Иными словами: заморозка по фактической линии, обеспечение стабильного перемирия, да и ладно. Остальное уже второстепенно, пусть Европа или кто угодно этим дальше занимается, а Америка может взяться за главное – Китай, пошлины, Западное полушарие, Арктику и прочее. Это весьма далеко от того, о чем говорит российская сторона – нужно не перемирие, а прочный мир, долгосрочное решение, которое устранит первопричину конфликта, то есть дисбалансы европейской безопасности. Вот первопричина Дональда Трампа не интересует вовсе, тут можно быть уверенным. Если журналист Такер Карлсон с нескрываемым изумлением, но всё же мог выслушать повествование о корнях украинской драмы, Трамп к такому в принципе непригоден. Слушать – вообще не его талант и добродетель.

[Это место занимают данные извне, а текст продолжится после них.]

//! Prompt composition.
//!
//! A generation prompt is assembled from fixed sections, in order:
//!
//! ```text
//! Role statement
//! CRITICAL CONSTRAINTS     length, keywords, positions, punctuation,
//!                          formatting, readability, starred fields
//! Strategy                 strict structure | commercial + examples
//!   Context                performance insights, then "- key: value" lines
//! Task                     appended by with_title_request
//! ```
//!
//! Composition is pure: identical inputs give byte-identical prompts. The
//! self-correction loop relies on this when it re-prompts.

use crate::models::{
    GenerationMode, PositionRules, ProductRow, ScoreResult, Slot, MANDATORY_COLUMNS,
    RESERVED_COLUMNS,
};
use crate::seo::{MAX_TITLE_CHARS, MIN_TITLE_CHARS};
use crate::settings::RunSettings;

const ROLE: &str = "Role: You are an Alibaba International Station SEO expert specializing in high-converting product titles for global markets.";

const CONTEXT_OPEN: &str = "--- HISTORICAL PERFORMANCE INSIGHTS ---";
const CONTEXT_CLOSE: &str = "---------------------------------------";

const FEW_SHOT: &str = "Examples of Good Titles (Natural & High CTR):
1. TechNova Wireless Earbuds - Bluetooth Headphones with Noise Cancelling and 24h Battery for Gym
2. EcoLife Bamboo Toothbrush Pack of 4 - Biodegradable Soft Bristles for Sensitive Gums Plastic-Free
3. PRO-X Gaming Mouse - High Precision Optical Sensor RGB Wired Mouse for Esports 16000 DPI

Examples of BAD Titles (Do NOT do this):
1. TechNova Wireless Earbuds Bluetooth Headphones Noise Cancelling 24h Battery Gym (Just keywords piled up)
2. Wireless Earbuds by TechNova with Bluetooth Headphones (Repetitive, boring structure)";

/// Focus areas handed out round-robin when several titles are requested.
pub const DIVERSITY_FOCI: [&str; 5] = [
    "Technical Specs & Performance",
    "Application Scenarios (e.g., Retail, Kitchen, Warehouse)",
    "User Benefits (e.g., Productivity, Error-reduction, Durability)",
    "Design & Material",
    "Market Keywords & Commercial Appeal",
];

/// Run-level inputs to [`compose`].
#[derive(Debug, Clone, Default, PartialEq)]
pub struct PromptOptions {
    pub mode: GenerationMode,
    /// Number of titles the prompt will ask for. Drives the diversity list.
    pub titles: usize,
    pub positions: PositionRules,
    pub starred_fields: Vec<String>,
    pub external_context: Option<String>,
}

impl PromptOptions {
    pub fn from_settings(settings: &RunSettings) -> Self {
        Self {
            mode: settings.mode,
            titles: settings.titles_per_row,
            positions: settings.positions,
            starred_fields: settings.starred_fields.clone(),
            external_context: settings.external_context.clone(),
        }
    }
}

/// Build the generation prompt for one row.
pub fn compose(row: &ProductRow, options: &PromptOptions) -> String {
    let brand = row.brand();
    let main = row.main_keyword();

    let mut out = String::new();
    out.push_str(ROLE);
    out.push_str("\n\n");
    out.push_str(&constraints(row, options));
    out.push('\n');

    let context = context_block(row, options.external_context.as_deref());
    match options.mode {
        GenerationMode::Strict => {
            out.push_str("Strategy: STRICT STRUCTURE\n");
            out.push_str("Structure: [Brand] + [Main Keyword] + [Key Specs/Attributes] + [Core Keyword]\n");
            if options.positions.is_empty() {
                out.push_str("Follow this order exactly. Do not deviate from it.\n");
            } else {
                out.push_str("Follow this order exactly. The only permitted deviation is where a keyword position rule above requires a different placement.\n");
            }
            out.push_str("Context:\n");
            out.push_str(&context);
            out.push_str("\n\nTask: Generate title strictly following the structure above.\n");
        }
        GenerationMode::Marketing => {
            out.push_str("Strategy: COMMERCIAL & CONVERSATIONAL\n");
            out.push_str("Target Audience: Global B2B buyers seeking professional product solutions.\n");
            out.push_str("Context (Use these variables to enrich the title):\n");
            out.push_str(&context);
            out.push_str("\n\n");
            out.push_str(FEW_SHOT);
            out.push_str("\n\nInstruction:\n");

            let mut steps = Vec::new();
            if options.positions.is_empty() {
                steps.push(format!("Start exactly with \"{} {}\".", brand, main));
            } else {
                steps.push("Place the keywords where the position rules above require.".to_string());
            }
            steps.push(format!(
                "Integrate \"{}\" and other key attributes (like product model, CPU, OS, etc. from context) naturally.",
                row.core_keyword()
            ));
            if options.titles > 1 {
                let mut diversity = String::from(
                    "**DIVERSITY**: When generating multiple titles, ensure each title focuses on a DIFFERENT aspect:",
                );
                for (i, focus) in diversity_plan(options.titles).iter().enumerate() {
                    diversity.push_str(&format!("\n    - Title {}: Focus on {}.", i + 1, focus));
                }
                steps.push(diversity);
            }
            steps.push("Use commercial synonyms (e.g., \"Advanced\", \"Smart\", \"Efficient\", \"Industrial-grade\") to improve appeal.".to_string());
            steps.push(format!(
                "Ensure the total length is between {}-{} characters.",
                MIN_TITLE_CHARS, MAX_TITLE_CHARS
            ));
            steps.push("Make it sound like a premium product listing, not a keyword list.".to_string());
            out.push_str(&numbered(&steps));
            out.push('\n');
        }
    }
    out
}

/// Append the request for `n` numbered titles.
pub fn with_title_request(prompt: &str, n: usize) -> String {
    format!(
        "{}\n\nTask: Generate {} distinct, professional titles for this product. Output them as a numbered list (1. Title...).",
        prompt, n
    )
}

/// Directive prompt asking for a single improved revision of `title`.
pub fn refinement_prompt(
    title: &str,
    score: &ScoreResult,
    brand: &str,
    main_keyword: &str,
    core_keyword: &str,
) -> String {
    let problems = if score.reasons.is_empty() {
        "none recorded".to_string()
    } else {
        score.reasons.join("; ")
    };
    format!(
        "Improve this product title for marketplace SEO.\n\
         Title: \"{}\"\n\
         Current length: {} characters. Target: {}-{} characters.\n\
         Current SEO score: {}/100. Problems: {}.\n\
         It must include \"{}\", \"{}\" and \"{}\", use Title Case, and contain no commas, periods, colons, semicolons, exclamation or question marks.\n\
         Reply with the revised title only, on a single line.",
        title,
        title.chars().count(),
        MIN_TITLE_CHARS,
        MAX_TITLE_CHARS,
        score.score,
        problems,
        brand,
        main_keyword,
        core_keyword,
    )
}

/// Focus assigned to each of `n` titles, cycling through [`DIVERSITY_FOCI`].
pub fn diversity_plan(n: usize) -> Vec<&'static str> {
    (0..n).map(|i| DIVERSITY_FOCI[i % DIVERSITY_FOCI.len()]).collect()
}

fn constraints(row: &ProductRow, options: &PromptOptions) -> String {
    let brand = row.brand();
    let main = row.main_keyword();
    let core = row.core_keyword();

    let mut items = vec![
        format!(
            "**Length**: {} - {} characters. **THIS IS A HARD LIMIT. IF THE TITLE EXCEEDS {} CHARACTERS, IT WILL FAIL. PRUNE SPECIFICATIONS IF NECESSARY.**",
            MIN_TITLE_CHARS, MAX_TITLE_CHARS, MAX_TITLE_CHARS
        ),
        format!(
            "**Mandatory Keywords**: strictly include \"{}\", \"{}\", and \"{}\".",
            brand, main, core
        ),
    ];

    let clauses = position_clauses(row, &options.positions);
    if options.positions.is_empty() {
        items.push(format!(
            "**SEO Front-Loading**: The title MUST start with \"{} {}\". This is non-negotiable for brand recognition and SEO.",
            brand, main
        ));
    } else if !clauses.is_empty() {
        let mut item = String::from("**Keyword Positions**:");
        for clause in &clauses {
            item.push_str("\n    - ");
            item.push_str(clause);
        }
        items.push(item);
    }

    items.push(
        "**Punctuation**: Do NOT use commas, periods, colons, semicolons, exclamation marks or question marks (ASCII or full-width). Use `-` or `|` only to separate distinct thought blocks."
            .to_string(),
    );
    items.push(
        "**Format**:\n    - Capitalize First Letters (Title Case).\n    - **ACRONYMS**: Always uppercase standard acronyms (e.g., POS, LED, LCD, CPU, RAM, OS)."
            .to_string(),
    );
    items.push(
        "**Readability**:\n    - **NO Redundancy**: Do not repeat the same keyword phrase twice unless used in a different context.\n    - **Fluidity**: Use natural English flow. Incorporate market-specific adjectives and synonyms to extend the title naturally."
            .to_string(),
    );

    let starred: Vec<(&str, &str)> = options
        .starred_fields
        .iter()
        .map(|f| (f.as_str(), row.value(f)))
        .filter(|(_, v)| !v.is_empty())
        .collect();
    if !starred.is_empty() {
        let mut item = String::from(
            "**Starred Fields**: The core information of these fields MUST appear in the title. Paraphrasing is allowed, omission is not:",
        );
        for (field, value) in starred {
            item.push_str(&format!("\n    - {}: \"{}\"", field, value));
        }
        items.push(item);
    }

    format!(
        "CRITICAL CONSTRAINTS (Strict Compliance Required):\n{}\n",
        numbered(&items)
    )
}

/// One clause per configured slot whose keyword is non-empty.
fn position_clauses(row: &ProductRow, positions: &PositionRules) -> Vec<String> {
    Slot::ALL
        .iter()
        .filter_map(|slot| {
            let position = positions.get(*slot)?;
            let keyword = row.value(slot.column());
            if keyword.is_empty() {
                return None;
            }
            Some(format!(
                "\"{}\" must appear at the {} of the title.",
                keyword,
                position.as_str()
            ))
        })
        .collect()
}

fn context_block(row: &ProductRow, external: Option<&str>) -> String {
    let mut lines = Vec::new();
    if let Some(ctx) = external.map(str::trim).filter(|c| !c.is_empty()) {
        lines.push(format!("{}\n{}\n{}", CONTEXT_OPEN, ctx, CONTEXT_CLOSE));
    }
    for (key, value) in row.iter() {
        if MANDATORY_COLUMNS.contains(&key) || RESERVED_COLUMNS.contains(&key) {
            continue;
        }
        let value = value.trim();
        if value.is_empty() {
            continue;
        }
        lines.push(format!("- {}: {}", key, value));
    }
    lines.join("\n")
}

fn numbered(items: &[String]) -> String {
    items
        .iter()
        .enumerate()
        .map(|(i, item)| format!("{}. {}", i + 1, item))
        .collect::<Vec<_>>()
        .join("\n")
}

Как бы ни относиться к специфике Дональда Трампа, его приход знаменует собой начало какого-то нового периода в международных отношениях. Дело, конечно, не в нём лично, он симптом, олицетворение перемен. Прежняя модель себя исчерпала, символом чего стало чрезвычайно бледное завершение президентства Джо Байдена. Другой взгляд на мир, приходящий вместе с командой Трампа, может принести и некоторую рационализацию политики, и обострение противоречий, и даже – при неблагоприятном развитии событий – полную неразбериху. Но, возвращаясь к первому тезису, это не случайность, не стечение обстоятельств, а логика социально-политического развития. Так и будем воспринимать.
Автор: Фёдор Лукьянов, главный редактор журнала «Россия в глобальной политике»
Российская газета
What's Your Reaction?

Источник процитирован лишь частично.